# Instructions to follow:
Calculate how many lines in the following records hold the word "reset", and report that number without comment.

START Information provided

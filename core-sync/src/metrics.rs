//! # Sync Metrics
//!
//! Shared counters describing queue activity, each outcome broken down by
//! priority. All counters are atomics so the queue and processor can record
//! without locking; readers take a consistent-enough [`MetricsSnapshot`].

use std::sync::atomic::{AtomicU64, Ordering};

use serde::{Deserialize, Serialize};

use crate::item::Priority;

/// One atomic counter per priority band
#[derive(Debug, Default)]
struct PriorityCells {
    critical: AtomicU64,
    high: AtomicU64,
    normal: AtomicU64,
    low: AtomicU64,
}

impl PriorityCells {
    fn bump(&self, priority: Priority) {
        let cell = match priority {
            Priority::Critical => &self.critical,
            Priority::High => &self.high,
            Priority::Normal => &self.normal,
            Priority::Low => &self.low,
        };
        cell.fetch_add(1, Ordering::Relaxed);
    }

    fn snapshot(&self) -> PriorityCounts {
        PriorityCounts {
            critical: self.critical.load(Ordering::Relaxed),
            high: self.high.load(Ordering::Relaxed),
            normal: self.normal.load(Ordering::Relaxed),
            low: self.low.load(Ordering::Relaxed),
        }
    }

    fn reset(&self) {
        self.critical.store(0, Ordering::Relaxed);
        self.high.store(0, Ordering::Relaxed);
        self.normal.store(0, Ordering::Relaxed);
        self.low.store(0, Ordering::Relaxed);
    }
}

/// Counts of one outcome broken down by priority
#[derive(Debug, Clone, Copy, Default, PartialEq, Eq, Serialize, Deserialize)]
pub struct PriorityCounts {
    pub critical: u64,
    pub high: u64,
    pub normal: u64,
    pub low: u64,
}

impl PriorityCounts {
    /// Sum across all priority bands
    pub fn total(&self) -> u64 {
        self.critical + self.high + self.normal + self.low
    }

    /// Count for one priority band
    pub fn for_priority(&self, priority: Priority) -> u64 {
        match priority {
            Priority::Critical => self.critical,
            Priority::High => self.high,
            Priority::Normal => self.normal,
            Priority::Low => self.low,
        }
    }
}

/// Interior-mutable metrics aggregator shared across queue and processor
#[derive(Debug, Default)]
pub struct SyncMetrics {
    enqueued: PriorityCells,
    succeeded: PriorityCells,
    failed: PriorityCells,
    discarded: PriorityCells,
    attempts: AtomicU64,
    total_processing_ms: AtomicU64,
}

impl SyncMetrics {
    pub fn new() -> Self {
        Self::default()
    }

    /// Record an admitted operation
    pub fn record_enqueued(&self, priority: Priority) {
        self.enqueued.bump(priority);
    }

    /// Record one finished attempt and its latency
    pub fn record_attempt(&self, elapsed_ms: u64) {
        self.attempts.fetch_add(1, Ordering::Relaxed);
        self.total_processing_ms
            .fetch_add(elapsed_ms, Ordering::Relaxed);
    }

    pub fn record_success(&self, priority: Priority) {
        self.succeeded.bump(priority);
    }

    pub fn record_failure(&self, priority: Priority) {
        self.failed.bump(priority);
    }

    pub fn record_discard(&self, priority: Priority) {
        self.discarded.bump(priority);
    }

    /// Take a point-in-time copy of every counter
    pub fn snapshot(&self) -> MetricsSnapshot {
        let attempts = self.attempts.load(Ordering::Relaxed);
        let total_ms = self.total_processing_ms.load(Ordering::Relaxed);
        MetricsSnapshot {
            enqueued: self.enqueued.snapshot(),
            succeeded: self.succeeded.snapshot(),
            failed: self.failed.snapshot(),
            discarded: self.discarded.snapshot(),
            attempts,
            average_processing_ms: if attempts == 0 {
                0.0
            } else {
                total_ms as f64 / attempts as f64
            },
        }
    }

    /// Zero every counter
    pub fn reset(&self) {
        self.enqueued.reset();
        self.succeeded.reset();
        self.failed.reset();
        self.discarded.reset();
        self.attempts.store(0, Ordering::Relaxed);
        self.total_processing_ms.store(0, Ordering::Relaxed);
    }
}

/// Point-in-time copy of the metrics counters
#[derive(Debug, Clone, PartialEq, Serialize, Deserialize)]
pub struct MetricsSnapshot {
    pub enqueued: PriorityCounts,
    pub succeeded: PriorityCounts,
    pub failed: PriorityCounts,
    pub discarded: PriorityCounts,
    pub attempts: u64,
    pub average_processing_ms: f64,
}

impl MetricsSnapshot {
    /// Total operations admitted across all priorities
    pub fn total_enqueued(&self) -> u64 {
        self.enqueued.total()
    }
}
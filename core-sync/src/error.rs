use thiserror::Error;

#[derive(Error, Debug)]
pub enum SyncError {
    #[error("No authenticated owner; queue admission refused")]
    NoAuthenticatedOwner,

    #[error("Operation {operation_id} not found")]
    OperationNotFound { operation_id: String },

    #[error("Conflict {conflict_id} not found")]
    ConflictNotFound { conflict_id: String },

    #[error("Invalid state transition from {from} to {to}: {reason}")]
    InvalidStateTransition {
        from: String,
        to: String,
        reason: String,
    },

    #[error("Device is offline")]
    Offline,

    #[error("Invalid priority: {0}")]
    InvalidPriority(i32),

    #[error("Invalid operation status: {0}")]
    InvalidStatus(String),

    #[error("Invalid operation kind: {0}")]
    InvalidKind(String),

    #[error("Invalid conflict strategy: {0}")]
    InvalidStrategy(String),

    #[error("Persistence error: {0}")]
    Persistence(String),

    #[error("Handler error: {0}")]
    Handler(String),
}

pub type Result<T> = std::result::Result<T, SyncError>;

END Information provided

# Output for this task:
6